[What to work on] Please copy the lines below exactly, from the first one through the line showing "pub fn parse(s: &str)".

[Extracted records]
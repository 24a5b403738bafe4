//! Pure search/filter/sort pipeline over an in-memory review set.
//!
//! No I/O and no hidden state: the same inputs always produce the
//! same ordered output, and the input slice is never mutated.

use chrono::{DateTime, Utc};
use reelview_models::Review;

#[derive(Debug, Clone, Copy, Default, PartialEq, Eq)]
pub enum RatingFilter {
    #[default]
    All,
    Exactly(u8),
}

#[derive(Debug, Clone, Copy, Default, PartialEq, Eq)]
pub enum SortOrder {
    #[default]
    Newest,
    Oldest,
    Highest,
    Lowest,
    Helpful,
}

impl SortOrder {
    pub fn parse(s: &str) -> Option<Self> {
        match s {
            "newest" => Some(SortOrder::Newest),
            "oldest" => Some(SortOrder::Oldest),
            "highest" => Some(SortOrder::Highest),
            "lowest" => Some(SortOrder::Lowest),
            "helpful" => Some(SortOrder::Helpful),
            _ => None,
        }
    }

    pub fn as_str(&self) -> &'static str {
        match self {
            SortOrder::Newest => "newest",
            SortOrder::Oldest => "oldest",
            SortOrder::Highest => "highest",
            SortOrder::Lowest => "lowest",
            SortOrder::Helpful => "helpful",
        }
    }
}

#[derive(Debug, Clone, Default)]
pub struct ReviewQuery {
    /// Case-insensitive substring matched against movie title, author
    /// display name, and comment; empty retains everything.
    pub search: String,
    pub rating: RatingFilter,
    pub sort: SortOrder,
}

/// Reviews without a creation timestamp sort as oldest.
fn created_at_key(review: &Review) -> DateTime<Utc> {
    review.created_at.unwrap_or(DateTime::<Utc>::MIN_UTC)
}

impl ReviewQuery {
    fn matches_search(&self, review: &Review) -> bool {
        if self.search.is_empty() {
            return true;
        }
        let term = self.search.to_lowercase();
        review.movie_title.to_lowercase().contains(&term)
            || review.user_name.to_lowercase().contains(&term)
            || review.comment.to_lowercase().contains(&term)
    }

    fn matches_rating(&self, review: &Review) -> bool {
        match self.rating {
            RatingFilter::All => true,
            RatingFilter::Exactly(value) => review.rating == value,
        }
    }

    /// Apply search, then rating filter, then sort. The sort is stable
    /// so ties keep their incoming relative order across repeated
    /// applications.
    pub fn apply(&self, reviews: &[Review]) -> Vec<Review> {
        let mut filtered: Vec<Review> = reviews
            .iter()
            .filter(|r| self.matches_search(r))
            .filter(|r| self.matches_rating(r))
            .cloned()
            .collect();

        match self.sort {
            SortOrder::Newest => {
                filtered.sort_by(|a, b| created_at_key(b).cmp(&created_at_key(a)));
            }
            SortOrder::Oldest => {
                filtered.sort_by(|a, b| created_at_key(a).cmp(&created_at_key(b)));
            }
            SortOrder::Highest => filtered.sort_by(|a, b| b.rating.cmp(&a.rating)),
            SortOrder::Lowest => filtered.sort_by(|a, b| a.rating.cmp(&b.rating)),
            SortOrder::Helpful => filtered.sort_by(|a, b| b.helpful.cmp(&a.helpful)),
        }

        filtered
    }
}

#[cfg(test)]
mod tests {
    use super::*;
    use chrono::TimeZone;

    fn review(id: &str, title: &str, user: &str, comment: &str, rating: u8) -> Review {
        Review {
            id: id.to_string(),
            movie_id: 1,
            movie_title: title.to_string(),
            movie_poster: String::new(),
            user_id: format!("uid-{}", user),
            user_name: user.to_string(),
            rating,
            comment: comment.to_string(),
            helpful: 0,
            created_at: Some(Utc.with_ymd_and_hms(2024, 1, 1, 0, 0, 0).unwrap()),
            updated_at: None,
        }
    }

    fn at(review: Review, secs: u32) -> Review {
        Review {
            created_at: Some(Utc.with_ymd_and_hms(2024, 1, 1, 0, 0, secs).unwrap()),
            ..review
        }
    }

    #[test]
    fn empty_search_retains_everything() {
        let reviews = vec![
            review("a", "Alien", "ripley", "a classic", 5),
            review("b", "Heat", "neil", "great heist film", 4),
        ];
        let out = ReviewQuery::default().apply(&reviews);
        assert_eq!(out.len(), 2);
    }

    #[test]
    fn search_matches_any_of_the_three_fields() {
        let reviews = vec![
            review("a", "Alpha Dog", "casey", "decent drama", 3),
            review("b", "Heat", "alphaville", "great heist film", 4),
            review("c", "Ronin", "sam", "the alpha of car chases", 5),
            review("d", "Blade Runner", "deckard", "unmatched mood", 5),
        ];
        let query = ReviewQuery {
            search: "ALPHA".to_string(),
            ..ReviewQuery::default()
        };
        let out = query.apply(&reviews);
        let ids: Vec<&str> = out.iter().map(|r| r.id.as_str()).collect();
        assert_eq!(ids.len(), 3);
        assert!(ids.contains(&"a") && ids.contains(&"b") && ids.contains(&"c"));
    }

    #[test]
    fn rating_filter_is_exact_equality() {
        let reviews = vec![
            review("a", "Alien", "ripley", "a classic", 5),
            review("b", "Heat", "neil", "great heist film", 4),
            review("c", "Ronin", "sam", "tight chases", 5),
        ];
        let query = ReviewQuery {
            rating: RatingFilter::Exactly(5),
            ..ReviewQuery::default()
        };
        assert_eq!(query.apply(&reviews).len(), 2);
    }

    #[test]
    fn search_and_rating_compose() {
        // 2 match the search term, 3 have rating 5, exactly 1 has both
        let reviews = vec![
            review("a", "Alpha Dog", "casey", "decent drama", 3),
            review("b", "Alpha Centauri", "lem", "stellar", 5),
            review("c", "Heat", "neil", "great heist film", 5),
            review("d", "Ronin", "sam", "tight chases", 5),
            review("e", "Blade Runner", "deckard", "unmatched mood", 4),
        ];
        let query = ReviewQuery {
            search: "alpha".to_string(),
            rating: RatingFilter::Exactly(5),
            ..ReviewQuery::default()
        };
        let out = query.apply(&reviews);
        assert_eq!(out.len(), 1);
        assert_eq!(out[0].id, "b");
    }

    #[test]
    fn highest_sort_is_stable_for_equal_ratings() {
        let reviews = vec![
            at(review("r3", "A", "u", "three stars here", 3), 1),
            at(review("r5a", "B", "u", "five stars first", 5), 2),
            at(review("r5b", "C", "u", "five stars second", 5), 3),
        ];
        let query = ReviewQuery {
            sort: SortOrder::Highest,
            ..ReviewQuery::default()
        };
        let out = query.apply(&reviews);
        let ids: Vec<&str> = out.iter().map(|r| r.id.as_str()).collect();
        assert_eq!(ids, vec!["r5a", "r5b", "r3"]);
    }

    #[test]
    fn newest_sort_treats_missing_timestamp_as_oldest() {
        let mut undated = review("undated", "A", "u", "no timestamp set", 3);
        undated.created_at = None;
        let reviews = vec![undated, at(review("dated", "B", "u", "has timestamp", 4), 5)];
        let query = ReviewQuery {
            sort: SortOrder::Newest,
            ..ReviewQuery::default()
        };
        let out = query.apply(&reviews);
        assert_eq!(out[0].id, "dated");
        assert_eq!(out[1].id, "undated");
    }

    #[test]
    fn helpful_sort_is_descending() {
        let mut a = review("a", "A", "u", "helped many people", 3);
        a.helpful = 2;
        let mut b = review("b", "B", "u", "helped even more", 3);
        b.helpful = 7;
        let query = ReviewQuery {
            sort: SortOrder::Helpful,
            ..ReviewQuery::default()
        };
        let out = query.apply(&[a, b]);
        assert_eq!(out[0].id, "b");
    }

    #[test]
    fn apply_never_mutates_its_input() {
        let reviews = vec![
            at(review("a", "Alien", "ripley", "a classic", 5), 1),
            at(review("b", "Heat", "neil", "great heist film", 4), 2),
        ];
        let before = reviews.clone();
        let query = ReviewQuery {
            sort: SortOrder::Oldest,
            ..ReviewQuery::default()
        };
        let _ = query.apply(&reviews);
        let _ = query.apply(&reviews);
        assert_eq!(reviews, before);
    }
}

[Solution for this exercise]
repository 24a5b403738bafe4
//! Pure search/filter/sort pipeline over an in-memory review set.
//!
//! No I/O and no hidden state: the same inputs always produce the
//! same ordered output, and the input slice is never mutated.

use chrono::{DateTime, Utc};
use reelview_models::Review;

#[derive(Debug, Clone, Copy, Default, PartialEq, Eq)]
pub enum RatingFilter {
    #[default]
    All,
    Exactly(u8),
}

#[derive(Debug, Clone, Copy, Default, PartialEq, Eq)]
pub enum SortOrder {
    #[default]
    Newest,
    Oldest,
    Highest,
    Lowest,
    Helpful,
}

impl SortOrder {
    pub fn parse(s: &str) -> Option<Self> {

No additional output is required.